▶ **EXERCISE**
From the top of the entries below through the line containing "bad path segment", return every line exactly as written, please, and stop there.

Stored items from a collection

────────────────

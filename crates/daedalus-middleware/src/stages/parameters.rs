//! Parameter extraction and validation.

use crate::middleware::{Middleware, Next, StepResult};
use crate::pipeline::FactoryContext;
use daedalus_core::{
    BoxFuture, BuildError, ParameterLocation, PipelineError, PipelineResult, RequestContext,
    RequestDataKey,
};
use daedalus_schema::{ProcessError, ValueProcessor};
use daedalus_telemetry::metrics::record_validation_failure;
use serde_json::Value;
use tracing::{debug, trace};

struct CompiledParameter {
    name: String,
    location: ParameterLocation,
    required: bool,
    processor: ValueProcessor,
}

/// Stage 2: validates every declared parameter, in declaration order.
///
/// Processed values are stored under [`RequestDataKey::Parameter`]; an
/// absent optional parameter is stored as `None`. Problems with path
/// parameters are reported as `404` without detail, since a bad path segment
/// means the route does not exist for that value.
pub struct ParametersStage {
    parameters: Vec<CompiledParameter>,
}

impl ParametersStage {
    /// Resolves and compiles every parameter schema.
    pub fn build(factory: &FactoryContext<'_>) -> Result<Self, BuildError> {
        let parameters = factory
            .operation()
            .parameters()
            .iter()
            .map(|parameter| -> Result<CompiledParameter, BuildError> {
                let processor = match &parameter.schema {
                    None => ValueProcessor::identity(),
                    Some(schema) => {
                        let resolved = factory.resolve_schema(schema).ok_or_else(|| {
                            BuildError::UnresolvedParameterSchema {
                                operation: factory.operation_name(),
                                parameter: parameter.name.clone(),
                            }
                        })?;
                        factory
                            .compile(resolved)
                            .map_err(|source| BuildError::ParameterSchema {
                                operation: factory.operation_name(),
                                location: parameter.location.as_str().to_string(),
                                parameter: parameter.name.clone(),
                                source: Box::new(source),
                            })?
                    }
                };
                Ok(CompiledParameter {
                    name: parameter.name.clone(),
                    location: parameter.location,
                    required: parameter.is_required(),
                    processor,
                })
            })
            .collect::<Result<Vec<_>, BuildError>>()?;
        Ok(Self { parameters })
    }

    fn process_one(
        ctx: &RequestContext,
        parameter: &CompiledParameter,
    ) -> PipelineResult<Option<Value>> {
        let Some(raw) = ctx.raw_parameter(parameter.location, &parameter.name) else {
            if parameter.location == ParameterLocation::Header
                && ctx.headers().contains_key(parameter.name.as_str())
            {
                record_validation_failure(
                    &ctx.operation().display_name(),
                    parameter.location.as_str(),
                );
                return Err(PipelineError::bad_request(format!(
                    "{} parameter \"{}\" is invalid: must be valid UTF-8",
                    parameter.location.capitalized(),
                    parameter.name
                )));
            }
            if parameter.location == ParameterLocation::Path {
                debug!(parameter = %parameter.name, "path parameter missing");
                return Err(PipelineError::not_found());
            }
            if parameter.required {
                return Err(PipelineError::bad_request(format!(
                    "{} parameter \"{}\" is required.",
                    parameter.location.capitalized(),
                    parameter.name
                )));
            }
            return Ok(None);
        };

        match parameter.processor.process(raw) {
            Ok(value) => Ok(Some(value)),
            Err(ProcessError::Validation(failure)) => {
                record_validation_failure(
                    &ctx.operation().display_name(),
                    parameter.location.as_str(),
                );
                if parameter.location == ParameterLocation::Path {
                    debug!(parameter = %parameter.name, error = %failure, "path parameter invalid");
                    return Err(PipelineError::not_found());
                }
                Err(PipelineError::bad_request(format!(
                    "{} parameter \"{}\" is invalid: {}",
                    parameter.location.capitalized(),
                    parameter.name,
                    failure
                )))
            }
            Err(ProcessError::Other(source)) => Err(PipelineError::internal_with_source(
                format!(
                    "Failed to process {} parameter \"{}\".",
                    parameter.location, parameter.name
                ),
                source,
            )),
        }
    }
}

impl Middleware for ParametersStage {
    fn name(&self) -> &'static str {
        "parameters"
    }

    fn process<'a>(
        &'a self,
        ctx: &'a mut RequestContext,
        next: Next<'a>,
    ) -> BoxFuture<'a, StepResult> {
        Box::pin(async move {
            for parameter in &self.parameters {
                let value = Self::process_one(ctx, parameter)?;
                trace!(
                    parameter = %parameter.name,
                    location = parameter.location.as_str(),
                    present = value.is_some(),
                    "parameter processed"
                );
                ctx.set_request_data(RequestDataKey::Parameter(parameter.name.clone()), value);
            }
            next.run(ctx).await
        })
    }
}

────────────────

▶ **TASK SOLUTION**
filename crates/daedalus-middleware/src/stages/parameters.rs
//! Parameter extraction and validation.

use crate::middleware::{Middleware, Next, StepResult};
use crate::pipeline::FactoryContext;
use daedalus_core::{
    BoxFuture, BuildError, ParameterLocation, PipelineError, PipelineResult, RequestContext,
    RequestDataKey,
};
use daedalus_schema::{ProcessError, ValueProcessor};
use daedalus_telemetry::metrics::record_validation_failure;
use serde_json::Value;
use tracing::{debug, trace};

struct CompiledParameter {
    name: String,
    location: ParameterLocation,
    required: bool,
    processor: ValueProcessor,
}

/// Stage 2: validates every declared parameter, in declaration order.
///
/// Processed values are stored under [`RequestDataKey::Parameter`]; an
/// absent optional parameter is stored as `None`. Problems with path
/// parameters are reported as `404` without detail, since a bad path segment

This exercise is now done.